Cases of the present type will usually involve problems of remembering details of events and s119(1)(h) is designed to ensure that those matters are taken into account but these matters are not to prevail over the structure and text of the remaining provisions of the Act.

The Court also noted Mansfield J in Fenner:

S119(1)(h) is relevant to the way the Tribunal proceeds but it cannot remove the responsibility of applying s120.

The Court considered the Tribunal dealt with the matter in accordance with the above principles. It recognised the beneficial nature of the Act and the need to take into account matters such as the unavailability of Mr Cross and the difficulty in having Mrs Cross attend to give evidence.

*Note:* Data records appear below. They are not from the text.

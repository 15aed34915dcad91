//! Reactive wrapper around [`ControllerBinding`] for Leptos components.

use disclosure_core::{BindingMode, ControllerBinding, SelectionPolicy, ToggleChange, ToggleSet};
use leptos::*;

/// Reactive handle routing a component's toggles through a [`ControllerBinding`].
///
/// The handle is `Copy` and owned by the reactive scope that created it, so an
/// uncontrolled instance's state is dropped together with the component. Once
/// that scope is disposed reads return the empty set and requests return
/// `None`.
///
/// Controlled handles read the parent's signal directly; the binding only sees
/// that value when a toggle is requested. The change callback runs after the
/// binding is released, so a callback may toggle the same handle again.
/// Every request bumps a revision trigger, so item views re-read the real
/// state even when the owner declined the change.
pub struct ToggleController<K: Ord + 'static> {
    binding: StoredValue<ControllerBinding<K>>,
    external: Option<Signal<ToggleSet<K>>>,
    notifier: Option<Callback<ToggleChange<K>>>,
    revision: Trigger,
    policy: SelectionPolicy,
}

impl<K: Ord + 'static> Clone for ToggleController<K> {
    fn clone(&self) -> Self {
        *self
    }
}

impl<K: Ord + 'static> Copy for ToggleController<K> {}

impl<K: Ord + Clone + 'static> ToggleController<K> {
    /// Creates a handle whose mode is decided by whether `value` is present.
    ///
    /// `default` seeds uncontrolled state and is ignored when `value` is
    /// supplied. `notifier` only fires for controlled handles.
    pub fn new(
        policy: SelectionPolicy,
        value: Option<Signal<Vec<K>>>,
        default: Vec<K>,
        notifier: Option<Callback<ToggleChange<K>>>,
    ) -> Self {
        let external = value.map(|value| {
            Signal::derive(move || value.with(|items| items.iter().cloned().collect::<ToggleSet<K>>()))
        });

        let current = external.map(|external| external.get_untracked());
        let seed = ToggleSet::from(default);
        let admitted = match &current {
            Some(current) => policy.admits(current),
            None => policy.admits(&seed),
        };
        if !admitted {
            logging::warn!(
                "{} disclosure seeded with {} active items",
                policy.mode(),
                current.as_ref().map_or(seed.len(), ToggleSet::len)
            );
        }

        Self {
            binding: store_value(ControllerBinding::from_props(current, Some(seed), None)),
            external,
            notifier: external.and(notifier),
            revision: create_trigger(),
            policy,
        }
    }

    /// Ownership mode fixed at creation.
    pub fn mode(&self) -> BindingMode {
        if self.external.is_some() {
            BindingMode::Controlled
        } else {
            BindingMode::Uncontrolled
        }
    }

    /// Policy applied to every request.
    pub fn policy(&self) -> SelectionPolicy {
        self.policy
    }

    /// Whether requests are computed but reach nobody.
    pub fn is_read_only(&self) -> bool {
        self.external.is_some() && self.notifier.is_none()
    }

    /// Reactive snapshot of the active set.
    pub fn current_set(&self) -> ToggleSet<K> {
        self.revision.try_track();
        match self.external {
            Some(external) => external.try_get().unwrap_or_default(),
            None => self
                .binding
                .try_with_value(|binding| binding.current_set().clone())
                .unwrap_or_default(),
        }
    }

    /// Reactive membership check driving one item's visual state.
    pub fn is_active(&self, item: &K) -> bool {
        self.revision.try_track();
        let active = match self.external {
            Some(external) => external.try_with(|set| set.contains(item)),
            None => self
                .binding
                .try_with_value(|binding| binding.current_set().contains(item)),
        };
        active.unwrap_or(false)
    }

    /// Toggles `item` under the handle's policy.
    ///
    /// Returns `None` once the owning scope has been disposed.
    pub fn toggle(&self, item: K) -> Option<ToggleChange<K>> {
        let policy = self.policy;
        self.dispatch(move |binding| binding.request_toggle(item, policy))
    }

    /// Toggles `item` unless it is disabled. Disabled items never request.
    pub fn toggle_enabled(&self, item: K, disabled: bool) -> Option<ToggleChange<K>> {
        if disabled {
            None
        } else {
            self.toggle(item)
        }
    }

    /// Requests that `item` be present iff `include`.
    pub fn set_membership(&self, item: K, include: bool) -> Option<ToggleChange<K>> {
        let policy = self.policy;
        self.dispatch(move |binding| binding.request_membership(item, include, policy))
    }

    /// Re-runs every view reading this handle without changing state.
    pub fn resync(&self) {
        self.revision.try_notify();
    }

    fn dispatch(
        &self,
        request: impl FnOnce(&mut ControllerBinding<K>) -> ToggleChange<K>,
    ) -> Option<ToggleChange<K>> {
        if let Some(external) = self.external {
            let latest = external.try_get_untracked()?;
            let resupplied = self.binding.try_update_value(|binding| binding.resupply(latest))?;
            if let Err(err) = resupplied {
                logging::warn!("disclosure resupply rejected: {err}");
            }
        }

        let change = self.binding.try_update_value(request)?;

        if let Some(notifier) = self.notifier {
            notifier.call(change.clone());
        } else if self.is_read_only() {
            logging::debug_warn!("controlled disclosure has no change callback; toggle ignored");
        }
        self.resync();
        Some(change)
    }
}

After allowing for these difficulties in accordance with s119(1)(h), the Tribunal went on to say it could not be satisfied of the requisite standard in s120(4).

The Court considered the effect of the Tribunal’s remark” in the absence of better evidence” was that the evidence of the three family members was insufficient to satisfy the Tribunal to the prescribed standard that the smoking habit was war caused, not that the tribunal thought it had to resolve the inconsistencies between the evidence.

The Court concluded that the Tribunal considered all the evidence that was available, took into account the unavailability of witnesses and was not satisfied to the standard required by s120(4)

Decision

Appeal dismissed

Editorial note

The Federal Court noted the function of s119 in Repatriation Commission v Bey[1997] FCA 1374:

The material either points to a connection or it does not, if it does not, the deficiency cannot be remedied by resort to a procedural provision such as s119(1)(g).

As Wienberg J noted in Mason v Repatriation Commission 2000[FCA] 1409:

The role of s119 is not to invent evidence which may serve to establish that connection

More recently the Federal Court noted in Fenner v Repatriation Commission [2005] FCA 27 that:

Whilst the directions of s119 are of relevance to the way in which the Triunal proceeded, they cannot remove from it the responsibility of applying ss120 and 120A.

This recent case of Cross reinforces the principles as established by the Court in cases of Fenner and Bey that a decision maker must be satisfied to the requisite standard of proof there is a connection between the claimed condition and service. S119 cannot be used to fill in gaps in order to establish that connection.